The international situation I’m focusing on is the current state of affairs involving the United States and Iran.  Mainstream media coverage of the conflict focuses mainly on Iran’s presumed intention to make nuclear bombs. Iranian authorities seem determined to continue with their nuclear program claiming they are not going to use it to make bombs. United States policy makers, on the other hand, are convinced that Iran’s nuclear program is, in fact, planned on being utilized to make bombs. In my opinion this dispute has caused American society to shift into a heightened state of Orientalism. In all probability, it has also caused Iranian society to experience more intense anti-American sentiments.

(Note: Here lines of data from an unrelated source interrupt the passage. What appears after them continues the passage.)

//! Subdivision points of graph components, saved on first query.

use glam::DVec3;
use tracing::trace;

use super::{
    crease_edge_point, crease_vertex_point, face_point, sharp_blend, smooth_edge_point,
    smooth_vertex_point,
};
use crate::cache::cached;
use crate::constants::SMOOTHX_END_WEIGHT;
use crate::graph::ControlNetGraph;
use crate::types::{EdgeId, EdgeTag, FaceId, VertexId, VertexTag};

impl ControlNetGraph {
    /// Face point of `f`.
    pub fn face_subdivision_point(&self, f: FaceId) -> Option<DVec3> {
        let fx = self.faces.get(f)?;
        cached(&fx.cache.subdivision_point, fx.modified, || {
            self.face_points(f).map(|points| face_point(&points))
        })
    }

    /// Edge point of `e`.
    ///
    /// Returns `None` when the edge cannot be evaluated: an Unset tag at the
    /// edge or either end, a smooth edge without exactly two faces, or a
    /// tagged end whose sector coefficient has not been computed.
    pub fn edge_subdivision_point(&self, e: EdgeId) -> Option<DVec3> {
        let ex = self.edges.get(e)?;
        cached(&ex.cache.subdivision_point, ex.modified, || {
            self.compute_edge_point(e)
        })
    }

    /// Vertex point of `v`.
    ///
    /// Returns `None` for Unset vertices and for neighborhoods the vertex
    /// rule cannot be applied to.
    pub fn vertex_subdivision_point(&self, v: VertexId) -> Option<DVec3> {
        let vx = self.vertices.get(v)?;
        cached(&vx.cache.subdivision_point, vx.modified, || {
            self.compute_vertex_point(v)
        })
    }

    /// Share of the edge's vertex 0 in the vertex half of its smooth edge
    /// mask.
    pub(crate) fn edge_end_weight(&self, e: EdgeId) -> Option<f64> {
        let ex = self.edges.get(e)?;
        if ex.tag == EdgeTag::SmoothX {
            return Some(SMOOTHX_END_WEIGHT);
        }
        let tags = [
            self.vertices.get(ex.vertices[0])?.tag,
            self.vertices.get(ex.vertices[1])?.tag,
        ];
        let stored = |end: usize| {
            let w = ex.sector_coefficients[end];
            (w.is_finite() && w > 0.0).then_some(w)
        };
        match (tags[0].is_tagged(), tags[1].is_tagged()) {
            (true, false) => stored(0),
            (false, true) => stored(1).map(|w| 1.0 - w),
            _ => Some(SMOOTHX_END_WEIGHT),
        }
    }

    fn compute_edge_point(&self, e: EdgeId) -> Option<DVec3> {
        let ex = self.edges.get(e)?;
        let [v0, v1] = ex.vertices;
        let a = self.vertices.get(v0)?;
        let b = self.vertices.get(v1)?;
        if a.tag == VertexTag::Unset || b.tag == VertexTag::Unset {
            trace!("Edge {:?} has an Unset end", e);
            return None;
        }
        let midpoint = crease_edge_point(a.point, b.point);

        match ex.tag {
            EdgeTag::Unset => None,
            EdgeTag::Crease => Some(midpoint),
            EdgeTag::Smooth | EdgeTag::SmoothX => {
                if ex.faces.len() != 2 {
                    trace!("Smooth edge {:?} has {} faces", e, ex.faces.len());
                    return None;
                }
                let weight = self.edge_end_weight(e)?;
                let f0 = self.face_subdivision_point(ex.faces[0])?;
                let f1 = self.face_subdivision_point(ex.faces[1])?;
                let smooth = smooth_edge_point(a.point, b.point, weight, f0, f1);
                Some(sharp_blend(smooth, midpoint, ex.sharpness.blend_factor()))
            }
        }
    }

    fn compute_vertex_point(&self, v: VertexId) -> Option<DVec3> {
        let vx = self.vertices.get(v)?;
        let p = vx.point;
        match vx.tag {
            VertexTag::Unset => None,
            VertexTag::Corner => Some(p),
            VertexTag::Crease => {
                let creases = self.vertex_crease_edges(v);
                let [c0, c1] = creases.as_slice() else {
                    trace!("Crease vertex {:?} has {} crease edges", v, creases.len());
                    return None;
                };
                let a0 = self.vertex_point(self.ptr_end(*c0)?)?;
                let a1 = self.vertex_point(self.ptr_end(*c1)?)?;
                Some(crease_vertex_point(p, a0, a1))
            }
            VertexTag::Smooth | VertexTag::Dart => self.smooth_vertex_point(v),
        }
    }

    /// Catmull-Clark vertex rule with the semi-sharp blend.
    fn smooth_vertex_point(&self, v: VertexId) -> Option<DVec3> {
        let vx = self.vertices.get(v)?;
        let p = vx.point;
        let n = vx.edges.len();
        if n < 2 || vx.faces.len() != n {
            trace!(
                "Vertex {:?} has {} edges and {} faces",
                v,
                n,
                vx.faces.len()
            );
            return None;
        }

        let mut neighbors = Vec::with_capacity(n);
        let mut sharp_ends: Vec<(DVec3, f64)> = Vec::new();
        for ptr in &vx.edges {
            let e = self.edges.get(ptr.edge)?;
            if e.faces.len() != 2 {
                return None;
            }
            let far = self.vertex_point(e.vertices[ptr.end_index()])?;
            neighbors.push(far);
            if e.tag.is_smooth() && e.sharpness.is_sharp() {
                sharp_ends.push((far, e.sharpness.end(ptr.start_index())));
            }
        }
        let face_points: Vec<DVec3> = vx
            .faces
            .iter()
            .map(|&f| self.face_subdivision_point(f))
            .collect::<Option<_>>()?;

        let smooth = smooth_vertex_point(p, &neighbors, &face_points);
        let target = match sharp_ends.as_slice() {
            [] | [_] => return Some(smooth),
            [(a0, _), (a1, _)] => crease_vertex_point(p, *a0, *a1),
            _ => p,
        };
        let s = sharp_ends.iter().map(|(_, s)| s).sum::<f64>() / sharp_ends.len() as f64;
        Some(sharp_blend(smooth, target, s.clamp(0.0, 1.0)))
    }
}

#[cfg(test)]
mod tests {
    use approx::assert_abs_diff_eq;

    use super::*;
    use crate::cache::EvaluationState;
    use crate::fixtures::{crease_cube, grid};
    use crate::sharpness::EdgeSharpness;

    #[test]
    fn test_quad_face_point() {
        let graph = grid(1);
        let f = graph.face_ids()[0];
        assert_eq!(
            graph.face_subdivision_point(f),
            Some(DVec3::new(0.5, 0.5, 0.0))
        );
    }

    #[test]
    fn test_boundary_edge_point_is_midpoint() {
        let graph = grid(2);
        let ids = graph.vertex_ids();
        let e = graph.find_edge(ids[0], ids[1]).unwrap();
        assert_eq!(
            graph.edge_subdivision_point(e),
            Some(DVec3::new(0.5, 0.0, 0.0))
        );
    }

    #[test]
    fn test_interior_vertex_of_flat_grid_is_fixed() {
        let graph = grid(2);
        let center = graph.vertex_ids()[4];
        let p = graph.vertex_subdivision_point(center).unwrap();
        assert_abs_diff_eq!(p.x, 1.0, epsilon = 1e-15);
        assert_abs_diff_eq!(p.y, 1.0, epsilon = 1e-15);
    }

    #[test]
    fn test_interior_edge_with_crease_end() {
        // Edge from a boundary crease vertex into the interior of a 2x2 grid
        let graph = grid(2);
        let ids = graph.vertex_ids();
        let e = graph.find_edge(ids[1], ids[4]).unwrap();
        let p = graph.edge_subdivision_point(e).unwrap();
        // Crease sector with two faces has w = 1/2, so the rule is unweighted
        assert_abs_diff_eq!(p.x, 1.0, epsilon = 1e-15);
        assert_abs_diff_eq!(p.y, 0.5, epsilon = 1e-15);
    }

    #[test]
    fn test_corner_vertices_fixed() {
        let graph = crease_cube();
        for v in graph.vertex_ids() {
            assert_eq!(graph.vertex(v).unwrap().tag(), VertexTag::Corner);
            assert_eq!(graph.vertex_subdivision_point(v), graph.vertex_point(v));
        }
    }

    #[test]
    fn test_maximum_sharpness_matches_crease() {
        let mut graph = grid(2);
        let ids = graph.vertex_ids();
        let e = graph.find_edge(ids[1], ids[4]).unwrap();
        graph.set_vertex_control_point(ids[4], DVec3::new(1.0, 1.0, 0.7), true);
        let smooth = graph.edge_subdivision_point(e).unwrap();

        graph.set_edge_sharpness(e, EdgeSharpness::MAXIMUM);
        let sharp = graph.edge_subdivision_point(e).unwrap();
        let a = graph.vertex_point(ids[1]).unwrap();
        let b = graph.vertex_point(ids[4]).unwrap();
        assert_eq!(sharp, 0.5 * (a + b));
        assert_ne!(sharp, smooth);

        graph.set_edge_sharpness(e, EdgeSharpness::ZERO);
        assert_eq!(graph.edge_subdivision_point(e).unwrap(), smooth);
    }

    #[test]
    fn test_unset_tags_cannot_be_evaluated() {
        let mut graph = ControlNetGraph::new();
        let a = graph.add_vertex(VertexTag::Unset, DVec3::ZERO).unwrap();
        let b = graph.add_vertex(VertexTag::Unset, DVec3::X).unwrap();
        let e = graph.add_edge(EdgeTag::Unset, a, b).unwrap();
        assert_eq!(graph.vertex_subdivision_point(a), None);
        assert_eq!(graph.edge_subdivision_point(e), None);

        graph.update_all_tags_and_sector_coefficients(false);
        assert_eq!(graph.edge_subdivision_point(e), Some(DVec3::new(0.5, 0.0, 0.0)));
    }

    #[test]
    fn test_query_saves_point() {
        let graph = grid(2);
        let center = graph.vertex_ids()[4];
        assert_eq!(
            graph.evaluation_state(center),
            Some(EvaluationState::Uncomputed)
        );
        let p = graph.vertex_subdivision_point(center);
        assert_eq!(
            graph.evaluation_state(center),
            Some(EvaluationState::SubdivisionPointCached)
        );
        assert_eq!(graph.saved_vertex_subdivision_point(center), p);
    }

    #[test]
    fn test_two_sharp_edges_pull_vertex_toward_crease_rule() {
        let mut graph = grid(2);
        let ids = graph.vertex_ids();
        let center = ids[4];
        graph.set_vertex_control_point(center, DVec3::new(1.0, 1.0, 1.0), true);
        let smooth = graph.vertex_subdivision_point(center).unwrap();

        let left = graph.find_edge(center, ids[3]).unwrap();
        let right = graph.find_edge(center, ids[5]).unwrap();
        graph.set_edge_sharpness(left, EdgeSharpness::MAXIMUM);
        graph.set_edge_sharpness(right, EdgeSharpness::MAXIMUM);
        let sharp = graph.vertex_subdivision_point(center).unwrap();

        let p = graph.vertex_point(center).unwrap();
        let expected = crease_vertex_point(
            p,
            graph.vertex_point(ids[3]).unwrap(),
            graph.vertex_point(ids[5]).unwrap(),
        );
        assert_abs_diff_eq!((sharp - expected).length(), 0.0, epsilon = 1e-15);
        assert!((sharp - smooth).length() > 1e-3);
    }
}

United States – Iran relations have been rocky ever since the mid-1950s. In 1953 the United States and Britain organized an operation in which Iranian military officers dethroned Prime Minister Muhammad Mussadeq, a leading proponent of nationalizing the oil industry.  Then in 1979 the American supported Shah of Iran was forced to leave the country due to widespread demonstrations and protests. The infamous Iran hostage crisis occurred in the same year. Iranian students seized sixty-three hostages at an American embassy in Tehran, igniting a lengthy crisis that led to the severing of diplomatic ties and many United States sanctions against Iran. The last of the hostages were finally released in 1981 after serious diplomatic activity. They were held for 444 days.

This is just a brief history of the relationship between the United States and Iran. As you can see there is a lot of room for the societies to subject one another to the mark of the plural. It seems to me that stereotyping is, to some degree, part of the human condition, meaning that everyone is apt to do it just because they are human. For this reason I would like to concentrate less on why the societies are stereotyping each other and more on why each specific stereotype has been chosen. For example, why is it a stereotype that all Middle Easterners are exotic and mysterious or that all Americans are reckless and vain?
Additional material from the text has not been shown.